### What you will do
Somewhere below are a line with "filename src/gateway/mod.rs" and a later line with "a chat user.". Output exactly those lines and all lines between them.

### Records for this task
┌──
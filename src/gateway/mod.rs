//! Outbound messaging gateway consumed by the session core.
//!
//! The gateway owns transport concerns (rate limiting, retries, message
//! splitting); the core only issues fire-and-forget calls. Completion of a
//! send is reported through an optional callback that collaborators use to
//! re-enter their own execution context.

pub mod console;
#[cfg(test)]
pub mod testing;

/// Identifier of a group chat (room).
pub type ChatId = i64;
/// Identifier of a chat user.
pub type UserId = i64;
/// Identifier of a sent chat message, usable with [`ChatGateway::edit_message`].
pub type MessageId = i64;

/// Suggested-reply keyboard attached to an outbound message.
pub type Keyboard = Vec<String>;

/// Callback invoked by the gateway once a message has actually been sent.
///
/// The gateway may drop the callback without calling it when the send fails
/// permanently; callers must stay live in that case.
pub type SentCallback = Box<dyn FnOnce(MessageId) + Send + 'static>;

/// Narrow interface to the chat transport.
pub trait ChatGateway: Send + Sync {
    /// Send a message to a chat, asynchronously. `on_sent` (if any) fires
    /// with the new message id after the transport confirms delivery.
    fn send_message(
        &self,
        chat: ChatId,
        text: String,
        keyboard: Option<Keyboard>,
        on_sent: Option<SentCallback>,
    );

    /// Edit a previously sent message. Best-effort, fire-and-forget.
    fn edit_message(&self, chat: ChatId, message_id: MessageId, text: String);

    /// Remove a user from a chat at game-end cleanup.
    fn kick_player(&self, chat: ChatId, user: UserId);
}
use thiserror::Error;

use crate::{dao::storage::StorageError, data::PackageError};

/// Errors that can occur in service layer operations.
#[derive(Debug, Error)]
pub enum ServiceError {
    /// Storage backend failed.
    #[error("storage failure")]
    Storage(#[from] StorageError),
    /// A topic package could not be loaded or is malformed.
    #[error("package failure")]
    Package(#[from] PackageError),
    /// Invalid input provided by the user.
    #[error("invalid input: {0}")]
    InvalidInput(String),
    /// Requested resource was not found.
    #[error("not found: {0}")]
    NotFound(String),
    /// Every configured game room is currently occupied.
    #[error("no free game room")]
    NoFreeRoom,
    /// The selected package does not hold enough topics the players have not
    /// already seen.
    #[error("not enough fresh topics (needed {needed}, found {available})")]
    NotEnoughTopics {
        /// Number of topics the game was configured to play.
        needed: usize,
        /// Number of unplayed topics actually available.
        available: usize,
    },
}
└──
┌──
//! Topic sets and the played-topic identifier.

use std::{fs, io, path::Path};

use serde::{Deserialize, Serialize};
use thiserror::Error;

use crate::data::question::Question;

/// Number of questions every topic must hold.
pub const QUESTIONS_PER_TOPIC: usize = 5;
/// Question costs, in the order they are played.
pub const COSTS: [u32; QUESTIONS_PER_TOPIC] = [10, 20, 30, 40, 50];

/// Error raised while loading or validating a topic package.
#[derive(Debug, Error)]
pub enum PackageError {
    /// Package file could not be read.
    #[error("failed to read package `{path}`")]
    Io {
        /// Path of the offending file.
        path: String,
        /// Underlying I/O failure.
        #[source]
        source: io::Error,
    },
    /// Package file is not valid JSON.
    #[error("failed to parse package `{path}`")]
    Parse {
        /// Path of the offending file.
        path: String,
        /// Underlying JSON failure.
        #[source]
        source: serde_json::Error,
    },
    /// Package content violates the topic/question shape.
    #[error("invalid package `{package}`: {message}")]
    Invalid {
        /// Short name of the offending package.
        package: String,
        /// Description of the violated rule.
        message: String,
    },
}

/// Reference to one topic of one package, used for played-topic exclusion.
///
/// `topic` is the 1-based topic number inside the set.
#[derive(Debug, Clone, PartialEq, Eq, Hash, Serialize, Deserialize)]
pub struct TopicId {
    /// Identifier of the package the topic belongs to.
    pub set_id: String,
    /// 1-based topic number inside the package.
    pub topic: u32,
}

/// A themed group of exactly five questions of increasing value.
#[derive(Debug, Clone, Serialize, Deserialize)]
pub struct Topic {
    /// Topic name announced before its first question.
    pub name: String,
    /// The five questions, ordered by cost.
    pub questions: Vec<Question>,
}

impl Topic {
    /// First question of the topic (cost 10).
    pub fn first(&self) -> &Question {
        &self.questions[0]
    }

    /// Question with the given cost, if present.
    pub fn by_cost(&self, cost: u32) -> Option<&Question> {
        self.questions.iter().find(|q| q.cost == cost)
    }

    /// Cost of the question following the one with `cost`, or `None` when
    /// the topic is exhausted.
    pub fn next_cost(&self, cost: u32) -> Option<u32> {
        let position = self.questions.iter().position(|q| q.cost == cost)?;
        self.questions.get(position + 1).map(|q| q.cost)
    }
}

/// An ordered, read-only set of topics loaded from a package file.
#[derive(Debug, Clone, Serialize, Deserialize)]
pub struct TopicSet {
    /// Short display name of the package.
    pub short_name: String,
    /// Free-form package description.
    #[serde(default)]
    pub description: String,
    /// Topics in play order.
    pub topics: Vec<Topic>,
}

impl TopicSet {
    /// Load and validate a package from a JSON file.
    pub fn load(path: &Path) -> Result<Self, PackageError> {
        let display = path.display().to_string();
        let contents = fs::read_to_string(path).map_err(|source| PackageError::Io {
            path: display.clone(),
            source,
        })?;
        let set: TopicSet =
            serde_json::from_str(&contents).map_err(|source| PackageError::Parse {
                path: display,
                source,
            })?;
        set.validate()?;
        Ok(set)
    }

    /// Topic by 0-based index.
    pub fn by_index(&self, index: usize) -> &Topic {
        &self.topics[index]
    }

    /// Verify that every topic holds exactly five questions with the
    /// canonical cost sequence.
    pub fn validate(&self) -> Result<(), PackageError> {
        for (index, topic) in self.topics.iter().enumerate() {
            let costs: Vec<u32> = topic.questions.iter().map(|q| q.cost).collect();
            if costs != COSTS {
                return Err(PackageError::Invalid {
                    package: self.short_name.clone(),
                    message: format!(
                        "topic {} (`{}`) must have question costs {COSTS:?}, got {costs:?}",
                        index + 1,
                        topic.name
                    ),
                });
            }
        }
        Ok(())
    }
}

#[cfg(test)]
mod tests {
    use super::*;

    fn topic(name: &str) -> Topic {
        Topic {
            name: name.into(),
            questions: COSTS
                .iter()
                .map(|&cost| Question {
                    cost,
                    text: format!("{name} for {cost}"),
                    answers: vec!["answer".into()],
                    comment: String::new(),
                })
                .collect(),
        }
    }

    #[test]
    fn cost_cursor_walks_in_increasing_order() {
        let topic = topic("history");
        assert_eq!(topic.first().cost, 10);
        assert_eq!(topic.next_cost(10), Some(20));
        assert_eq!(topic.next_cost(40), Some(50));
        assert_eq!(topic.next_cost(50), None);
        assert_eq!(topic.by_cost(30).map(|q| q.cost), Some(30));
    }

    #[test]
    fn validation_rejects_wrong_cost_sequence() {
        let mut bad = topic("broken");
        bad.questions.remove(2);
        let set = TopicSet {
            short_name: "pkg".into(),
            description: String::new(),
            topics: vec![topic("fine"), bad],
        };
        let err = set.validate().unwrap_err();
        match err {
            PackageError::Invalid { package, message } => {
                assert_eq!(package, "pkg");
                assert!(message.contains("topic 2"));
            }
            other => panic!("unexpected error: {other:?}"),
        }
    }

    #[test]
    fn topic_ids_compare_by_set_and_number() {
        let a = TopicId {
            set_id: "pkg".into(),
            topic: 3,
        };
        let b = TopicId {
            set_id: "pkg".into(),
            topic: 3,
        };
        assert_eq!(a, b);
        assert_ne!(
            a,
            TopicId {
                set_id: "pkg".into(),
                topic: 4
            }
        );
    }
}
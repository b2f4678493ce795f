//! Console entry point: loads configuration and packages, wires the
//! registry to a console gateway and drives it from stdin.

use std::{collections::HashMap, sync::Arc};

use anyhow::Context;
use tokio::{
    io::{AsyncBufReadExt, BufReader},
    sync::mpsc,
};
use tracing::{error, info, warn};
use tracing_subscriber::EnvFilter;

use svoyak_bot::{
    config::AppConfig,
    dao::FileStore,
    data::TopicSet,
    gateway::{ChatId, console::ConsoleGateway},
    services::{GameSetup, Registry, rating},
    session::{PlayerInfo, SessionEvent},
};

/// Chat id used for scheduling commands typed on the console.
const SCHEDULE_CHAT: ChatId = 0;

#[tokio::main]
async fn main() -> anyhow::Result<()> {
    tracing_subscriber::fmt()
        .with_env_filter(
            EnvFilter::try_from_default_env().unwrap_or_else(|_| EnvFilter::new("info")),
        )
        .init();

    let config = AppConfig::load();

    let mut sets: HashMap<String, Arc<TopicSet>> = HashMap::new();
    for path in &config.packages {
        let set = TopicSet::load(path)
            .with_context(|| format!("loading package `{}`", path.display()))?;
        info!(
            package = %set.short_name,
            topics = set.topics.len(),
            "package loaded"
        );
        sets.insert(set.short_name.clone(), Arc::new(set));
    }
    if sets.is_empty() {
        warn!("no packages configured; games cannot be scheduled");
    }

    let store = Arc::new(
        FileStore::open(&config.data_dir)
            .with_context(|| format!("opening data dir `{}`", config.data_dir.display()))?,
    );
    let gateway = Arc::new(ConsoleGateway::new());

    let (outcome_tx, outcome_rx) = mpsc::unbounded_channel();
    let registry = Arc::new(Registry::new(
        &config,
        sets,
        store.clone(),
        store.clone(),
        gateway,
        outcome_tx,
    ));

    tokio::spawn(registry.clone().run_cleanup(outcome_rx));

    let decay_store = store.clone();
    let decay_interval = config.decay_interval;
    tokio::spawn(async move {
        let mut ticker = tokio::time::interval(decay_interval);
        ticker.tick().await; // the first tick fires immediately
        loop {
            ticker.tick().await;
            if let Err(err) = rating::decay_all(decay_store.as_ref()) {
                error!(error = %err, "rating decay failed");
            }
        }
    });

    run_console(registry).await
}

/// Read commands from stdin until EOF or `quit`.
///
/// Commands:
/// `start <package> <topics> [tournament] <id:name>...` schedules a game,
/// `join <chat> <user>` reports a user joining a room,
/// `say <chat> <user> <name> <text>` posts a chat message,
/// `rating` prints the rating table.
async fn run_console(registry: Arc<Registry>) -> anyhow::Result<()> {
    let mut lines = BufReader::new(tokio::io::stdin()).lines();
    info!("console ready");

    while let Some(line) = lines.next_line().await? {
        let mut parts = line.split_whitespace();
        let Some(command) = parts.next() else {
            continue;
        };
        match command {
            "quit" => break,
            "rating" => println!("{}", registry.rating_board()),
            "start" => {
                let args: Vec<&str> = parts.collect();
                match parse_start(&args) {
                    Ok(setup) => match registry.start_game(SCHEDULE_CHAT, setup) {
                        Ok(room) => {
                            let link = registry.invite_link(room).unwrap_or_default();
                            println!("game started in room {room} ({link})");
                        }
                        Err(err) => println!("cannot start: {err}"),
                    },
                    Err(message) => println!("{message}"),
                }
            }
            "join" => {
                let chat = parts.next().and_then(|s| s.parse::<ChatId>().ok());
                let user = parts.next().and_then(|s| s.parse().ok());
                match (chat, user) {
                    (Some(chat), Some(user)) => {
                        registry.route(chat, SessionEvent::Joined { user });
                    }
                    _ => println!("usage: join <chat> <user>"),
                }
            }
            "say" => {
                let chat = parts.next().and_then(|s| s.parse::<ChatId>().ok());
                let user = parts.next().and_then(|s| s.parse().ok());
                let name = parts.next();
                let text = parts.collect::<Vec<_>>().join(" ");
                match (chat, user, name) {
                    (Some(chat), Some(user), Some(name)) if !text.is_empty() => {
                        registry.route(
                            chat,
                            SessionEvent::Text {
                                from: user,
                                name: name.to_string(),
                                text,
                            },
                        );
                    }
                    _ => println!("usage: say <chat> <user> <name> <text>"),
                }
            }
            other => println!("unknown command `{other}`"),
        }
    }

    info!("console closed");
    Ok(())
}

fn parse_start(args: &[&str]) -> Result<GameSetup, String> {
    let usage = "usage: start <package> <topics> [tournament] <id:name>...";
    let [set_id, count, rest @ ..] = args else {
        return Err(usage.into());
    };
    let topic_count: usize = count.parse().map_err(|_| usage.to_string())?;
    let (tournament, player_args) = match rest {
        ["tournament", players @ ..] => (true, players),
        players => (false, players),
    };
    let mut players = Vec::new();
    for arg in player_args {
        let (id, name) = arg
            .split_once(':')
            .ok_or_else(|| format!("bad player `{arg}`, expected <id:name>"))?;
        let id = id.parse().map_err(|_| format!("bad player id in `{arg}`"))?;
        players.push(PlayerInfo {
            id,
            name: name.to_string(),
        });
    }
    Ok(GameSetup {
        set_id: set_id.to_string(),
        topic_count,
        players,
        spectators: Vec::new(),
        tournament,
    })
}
└──
┌──
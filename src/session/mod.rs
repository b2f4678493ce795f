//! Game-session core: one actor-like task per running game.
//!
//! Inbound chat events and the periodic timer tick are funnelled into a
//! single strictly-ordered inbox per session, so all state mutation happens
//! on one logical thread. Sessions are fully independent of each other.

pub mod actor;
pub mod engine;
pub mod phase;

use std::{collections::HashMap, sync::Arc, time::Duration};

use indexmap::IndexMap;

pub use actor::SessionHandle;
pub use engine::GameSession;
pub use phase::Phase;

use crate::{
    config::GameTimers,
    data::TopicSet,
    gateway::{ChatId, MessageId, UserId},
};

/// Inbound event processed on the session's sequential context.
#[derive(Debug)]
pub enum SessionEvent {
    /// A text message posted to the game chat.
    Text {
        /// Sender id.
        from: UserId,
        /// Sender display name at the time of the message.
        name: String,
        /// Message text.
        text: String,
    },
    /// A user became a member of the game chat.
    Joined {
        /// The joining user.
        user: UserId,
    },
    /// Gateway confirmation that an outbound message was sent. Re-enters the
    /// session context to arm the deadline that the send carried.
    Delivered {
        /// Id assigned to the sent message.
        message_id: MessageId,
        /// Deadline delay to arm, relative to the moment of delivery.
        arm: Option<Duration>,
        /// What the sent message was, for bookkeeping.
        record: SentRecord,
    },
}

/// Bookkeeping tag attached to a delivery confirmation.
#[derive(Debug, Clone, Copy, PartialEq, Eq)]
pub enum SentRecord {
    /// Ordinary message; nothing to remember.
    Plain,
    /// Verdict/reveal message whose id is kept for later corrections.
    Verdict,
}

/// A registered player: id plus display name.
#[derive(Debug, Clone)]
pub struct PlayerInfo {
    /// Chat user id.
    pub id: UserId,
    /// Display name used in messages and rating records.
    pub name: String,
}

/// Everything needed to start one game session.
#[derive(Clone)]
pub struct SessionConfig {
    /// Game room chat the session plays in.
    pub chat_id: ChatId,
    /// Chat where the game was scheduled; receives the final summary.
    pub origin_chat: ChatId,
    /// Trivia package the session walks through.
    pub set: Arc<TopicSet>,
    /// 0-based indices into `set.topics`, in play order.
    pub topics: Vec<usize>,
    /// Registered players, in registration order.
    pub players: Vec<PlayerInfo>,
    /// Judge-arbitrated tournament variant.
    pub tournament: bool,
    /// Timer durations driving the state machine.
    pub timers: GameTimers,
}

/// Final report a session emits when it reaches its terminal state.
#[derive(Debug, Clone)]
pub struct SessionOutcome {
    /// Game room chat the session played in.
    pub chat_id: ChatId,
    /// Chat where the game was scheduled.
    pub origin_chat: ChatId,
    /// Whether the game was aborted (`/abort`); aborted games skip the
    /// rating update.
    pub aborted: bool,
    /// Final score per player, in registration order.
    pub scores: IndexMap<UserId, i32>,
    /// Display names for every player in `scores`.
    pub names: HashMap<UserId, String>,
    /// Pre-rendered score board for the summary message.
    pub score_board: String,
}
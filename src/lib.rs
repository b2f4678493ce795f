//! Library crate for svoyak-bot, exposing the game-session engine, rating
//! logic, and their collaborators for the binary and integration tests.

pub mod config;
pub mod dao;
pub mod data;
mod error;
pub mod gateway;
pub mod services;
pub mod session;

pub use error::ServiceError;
└──
### Task solution
filename src/gateway/mod.rs
//! Outbound messaging gateway consumed by the session core.
//!
//! The gateway owns transport concerns (rate limiting, retries, message
//! splitting); the core only issues fire-and-forget calls. Completion of a
//! send is reported through an optional callback that collaborators use to
//! re-enter their own execution context.

pub mod console;
#[cfg(test)]
pub mod testing;

/// Identifier of a group chat (room).
pub type ChatId = i64;
/// Identifier of a chat user.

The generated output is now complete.